**Your task:** What follows is a block of records; reproduce all of it verbatim.
── Input material ──
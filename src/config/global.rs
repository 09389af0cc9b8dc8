//! Scheduler configuration.
//!
//! Loaded from .threadloom.yml or ~/.config/threadloom/threadloom.yml

use eyre::{Context, Result};
use serde::{Deserialize, Serialize};
use std::fs;
use std::path::{Path, PathBuf};

use crate::scheduler::{ProgressLimits, ScoringConfig};

/// Top-level configuration for threadloom.
#[derive(Debug, Clone, Default, Deserialize, Serialize, PartialEq)]
#[serde(default)]
pub struct SchedulerConfig {
    /// Urgency scoring weights.
    pub scoring: ScoringConfig,

    /// Clamp ranges for step outcomes.
    pub progress: ProgressLimits,

    /// Shortlist, oracle and synthesis settings.
    pub selection: SelectionConfig,

    /// Persistence settings.
    pub storage: StorageConfig,
}

impl SchedulerConfig {
    /// Load configuration with fallback chain.
    ///
    /// Search order:
    /// 1. Explicit path if provided
    /// 2. .threadloom.yml in current directory
    /// 3. ~/.config/threadloom/threadloom.yml
    /// 4. Defaults
    pub fn load(config_path: Option<&PathBuf>) -> Result<Self> {
        if let Some(path) = config_path {
            return Self::load_from_file(path).context(format!("Failed to load config from {}", path.display()));
        }

        let project_config = PathBuf::from(crate::config::PROJECT_CONFIG_FILE);
        if project_config.exists() {
            match Self::load_from_file(&project_config) {
                Ok(config) => {
                    log::info!("Loaded config from {}", project_config.display());
                    return Ok(config);
                }
                Err(e) => {
                    log::warn!("Failed to load {}: {}", project_config.display(), e);
                }
            }
        }

        if let Some(config_dir) = dirs::config_dir() {
            let user_config = config_dir.join("threadloom").join("threadloom.yml");
            if user_config.exists() {
                match Self::load_from_file(&user_config) {
                    Ok(config) => {
                        log::info!("Loaded config from {}", user_config.display());
                        return Ok(config);
                    }
                    Err(e) => {
                        log::warn!("Failed to load {}: {}", user_config.display(), e);
                    }
                }
            }
        }

        log::info!("No config file found, using defaults");
        Ok(Self::default())
    }

    /// Parse configuration from a YAML string.
    pub fn from_yaml(content: &str) -> Result<Self> {
        let config: Self = serde_yaml::from_str(content).context("Failed to parse config file")?;
        config.validate()?;
        Ok(config)
    }

    fn load_from_file<P: AsRef<Path>>(path: P) -> Result<Self> {
        let content = fs::read_to_string(&path).context("Failed to read config file")?;
        Self::from_yaml(&content)
    }

    /// Validate the configuration.
    pub fn validate(&self) -> Result<()> {
        let s = &self.scoring;
        for (name, value) in [
            ("scoring.importance-weight", s.importance_weight),
            ("scoring.staleness-per-step", s.staleness_per_step),
            ("scoring.staleness-cap", s.staleness_cap),
            ("scoring.fresh-bonus", s.fresh_bonus),
            ("scoring.remaining-weight", s.remaining_weight),
        ] {
            if !value.is_finite() || value < 0.0 {
                eyre::bail!("{} must be a finite value >= 0", name);
            }
        }

        let p = &self.progress;
        if !(1..=100).contains(&p.advance_min) || !(1..=100).contains(&p.advance_max) {
            eyre::bail!("progress.advance-min and advance-max must be within 1..=100");
        }
        if p.advance_min > p.advance_max {
            eyre::bail!("progress.advance-min must be <= advance-max");
        }
        if !(1..=100).contains(&p.backslide_min) || !(1..=100).contains(&p.backslide_max) {
            eyre::bail!("progress.backslide-min and backslide-max must be within 1..=100");
        }
        if p.backslide_min > p.backslide_max {
            eyre::bail!("progress.backslide-min must be <= backslide-max");
        }

        let sel = &self.selection;
        if sel.shortlist_size == 0 {
            eyre::bail!("selection.shortlist-size must be > 0");
        }
        if sel.oracle_timeout_ms == 0 {
            eyre::bail!("selection.oracle-timeout-ms must be > 0");
        }
        if !(1..=10).contains(&sel.synthesized_importance) {
            eyre::bail!("selection.synthesized-importance must be within 1..=10");
        }
        Ok(())
    }
}

/// Shortlist, oracle and synthesis settings.
#[derive(Debug, Clone, Deserialize, Serialize, PartialEq)]
#[serde(default)]
pub struct SelectionConfig {
    /// Default number of candidates handed to the oracle.
    #[serde(rename = "shortlist-size")]
    pub shortlist_size: usize,

    /// How long to wait on the oracle before falling back.
    #[serde(rename = "oracle-timeout-ms")]
    pub oracle_timeout_ms: u64,

    /// Importance given to threads synthesized when nothing is eligible.
    #[serde(rename = "synthesized-importance")]
    pub synthesized_importance: u8,

    /// Description given to synthesized threads.
    #[serde(rename = "synthesized-description")]
    pub synthesized_description: String,

    /// Payoff summary given to synthesized threads.
    #[serde(rename = "synthesized-payoff")]
    pub synthesized_payoff: String,
}

impl Default for SelectionConfig {
    fn default() -> Self {
        Self {
            shortlist_size: crate::config::DEFAULT_SHORTLIST_SIZE,
            oracle_timeout_ms: 30_000,
            synthesized_importance: 5,
            synthesized_description: "An unforeseen complication demands attention".to_string(),
            synthesized_payoff: "Resolve the complication or fold it into an existing arc".to_string(),
        }
    }
}

/// Which persistence backend to use.
#[derive(Debug, Clone, Copy, Default, Deserialize, Serialize, PartialEq, Eq)]
#[serde(rename_all = "lowercase")]
pub enum StorageBackend {
    /// Nothing persisted
    #[default]
    Memory,
    /// Append-only JSON lines file
    Jsonl,
    /// SQLite table
    Sqlite,
}

/// Storage settings.
#[derive(Debug, Clone, Deserialize, Serialize, PartialEq)]
#[serde(default)]
pub struct StorageConfig {
    /// Backend kind.
    pub backend: StorageBackend,

    /// Root directory for persisted ledgers.
    pub dir: PathBuf,

    /// Keep one ledger per project directory under `dir`.
    #[serde(rename = "per-project")]
    pub per_project: bool,
}

impl Default for StorageConfig {
    fn default() -> Self {
        Self {
            backend: StorageBackend::Memory,
            dir: dirs::data_local_dir()
                .unwrap_or_else(|| PathBuf::from("."))
                .join("threadloom"),
            per_project: true,
        }
    }
}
───
**Response area:**
filename src/config/global.rs
repository 09389af0cc9b8dc8
//! Scheduler configuration.
//!
//! Loaded from .threadloom.yml or ~/.config/threadloom/threadloom.yml

use eyre::{Context, Result};
use serde::{Deserialize, Serialize};
use std::fs;
use std::path::{Path, PathBuf};

use crate::scheduler::{ProgressLimits, ScoringConfig};

/// Top-level configuration for threadloom.
#[derive(Debug, Clone, Default, Deserialize, Serialize, PartialEq)]
#[serde(default)]
pub struct SchedulerConfig {
    /// Urgency scoring weights.
    pub scoring: ScoringConfig,

    /// Clamp ranges for step outcomes.
    pub progress: ProgressLimits,

    /// Shortlist, oracle and synthesis settings.
    pub selection: SelectionConfig,

    /// Persistence settings.
    pub storage: StorageConfig,
}

impl SchedulerConfig {
    /// Load configuration with fallback chain.
    ///
    /// Search order:
    /// 1. Explicit path if provided
    /// 2. .threadloom.yml in current directory
    /// 3. ~/.config/threadloom/threadloom.yml
    /// 4. Defaults
    pub fn load(config_path: Option<&PathBuf>) -> Result<Self> {
        if let Some(path) = config_path {
            return Self::load_from_file(path).context(format!("Failed to load config from {}", path.display()));
        }

        let project_config = PathBuf::from(crate::config::PROJECT_CONFIG_FILE);
        if project_config.exists() {
            match Self::load_from_file(&project_config) {
                Ok(config) => {
                    log::info!("Loaded config from {}", project_config.display());
                    return Ok(config);
                }
                Err(e) => {
                    log::warn!("Failed to load {}: {}", project_config.display(), e);
                }
            }
        }

        if let Some(config_dir) = dirs::config_dir() {
            let user_config = config_dir.join("threadloom").join("threadloom.yml");
            if user_config.exists() {
                match Self::load_from_file(&user_config) {
                    Ok(config) => {
                        log::info!("Loaded config from {}", user_config.display());
                        return Ok(config);
                    }
                    Err(e) => {
                        log::warn!("Failed to load {}: {}", user_config.display(), e);
                    }
                }
            }
        }

        log::info!("No config file found, using defaults");
        Ok(Self::default())
    }

    /// Parse configuration from a YAML string.
    pub fn from_yaml(content: &str) -> Result<Self> {
        let config: Self = serde_yaml::from_str(content).context("Failed to parse config file")?;
        config.validate()?;
        Ok(config)
    }

    fn load_from_file<P: AsRef<Path>>(path: P) -> Result<Self> {
        let content = fs::read_to_string(&path).context("Failed to read config file")?;
        Self::from_yaml(&content)
    }

    /// Validate the configuration.
    pub fn validate(&self) -> Result<()> {
        let s = &self.scoring;
        for (name, value) in [
            ("scoring.importance-weight", s.importance_weight),
            ("scoring.staleness-per-step", s.staleness_per_step),
            ("scoring.staleness-cap", s.staleness_cap),
            ("scoring.fresh-bonus", s.fresh_bonus),
            ("scoring.remaining-weight", s.remaining_weight),
        ] {
            if !value.is_finite() || value < 0.0 {
                eyre::bail!("{} must be a finite value >= 0", name);
            }
        }

        let p = &self.progress;
        if !(1..=100).contains(&p.advance_min) || !(1..=100).contains(&p.advance_max) {
            eyre::bail!("progress.advance-min and advance-max must be within 1..=100");
        }
        if p.advance_min > p.advance_max {
            eyre::bail!("progress.advance-min must be <= advance-max");
        }
        if !(1..=100).contains(&p.backslide_min) || !(1..=100).contains(&p.backslide_max) {
            eyre::bail!("progress.backslide-min and backslide-max must be within 1..=100");
        }
        if p.backslide_min > p.backslide_max {
            eyre::bail!("progress.backslide-min must be <= backslide-max");
        }

        let sel = &self.selection;
        if sel.shortlist_size == 0 {
            eyre::bail!("selection.shortlist-size must be > 0");
        }
        if sel.oracle_timeout_ms == 0 {
            eyre::bail!("selection.oracle-timeout-ms must be > 0");
        }
        if !(1..=10).contains(&sel.synthesized_importance) {
            eyre::bail!("selection.synthesized-importance must be within 1..=10");
        }
        Ok(())
    }
}

/// Shortlist, oracle and synthesis settings.
#[derive(Debug, Clone, Deserialize, Serialize, PartialEq)]
#[serde(default)]
pub struct SelectionConfig {
    /// Default number of candidates handed to the oracle.
    #[serde(rename = "shortlist-size")]
    pub shortlist_size: usize,

    /// How long to wait on the oracle before falling back.
    #[serde(rename = "oracle-timeout-ms")]
    pub oracle_timeout_ms: u64,

    /// Importance given to threads synthesized when nothing is eligible.
    #[serde(rename = "synthesized-importance")]
    pub synthesized_importance: u8,

    /// Description given to synthesized threads.
    #[serde(rename = "synthesized-description")]
    pub synthesized_description: String,

    /// Payoff summary given to synthesized threads.
    #[serde(rename = "synthesized-payoff")]
    pub synthesized_payoff: String,
}

impl Default for SelectionConfig {
    fn default() -> Self {
        Self {
            shortlist_size: crate::config::DEFAULT_SHORTLIST_SIZE,
            oracle_timeout_ms: 30_000,
            synthesized_importance: 5,
            synthesized_description: "An unforeseen complication demands attention".to_string(),
            synthesized_payoff: "Resolve the complication or fold it into an existing arc".to_string(),
        }
    }
}

/// Which persistence backend to use.
#[derive(Debug, Clone, Copy, Default, Deserialize, Serialize, PartialEq, Eq)]
#[serde(rename_all = "lowercase")]
pub enum StorageBackend {
    /// Nothing persisted
    #[default]
    Memory,
    /// Append-only JSON lines file
    Jsonl,
    /// SQLite table
    Sqlite,
}

/// Storage settings.
#[derive(Debug, Clone, Deserialize, Serialize, PartialEq)]
#[serde(default)]
pub struct StorageConfig {
    /// Backend kind.
    pub backend: StorageBackend,

    /// Root directory for persisted ledgers.
    pub dir: PathBuf,

    /// Keep one ledger per project directory under `dir`.
    #[serde(rename = "per-project")]
    pub per_project: bool,
}

impl Default for StorageConfig {
    fn default() -> Self {
        Self {
            backend: StorageBackend::Memory,
            dir: dirs::data_local_dir()
                .unwrap_or_else(|| PathBuf::from("."))
                .join("threadloom"),
            per_project: true,
        }
    }
}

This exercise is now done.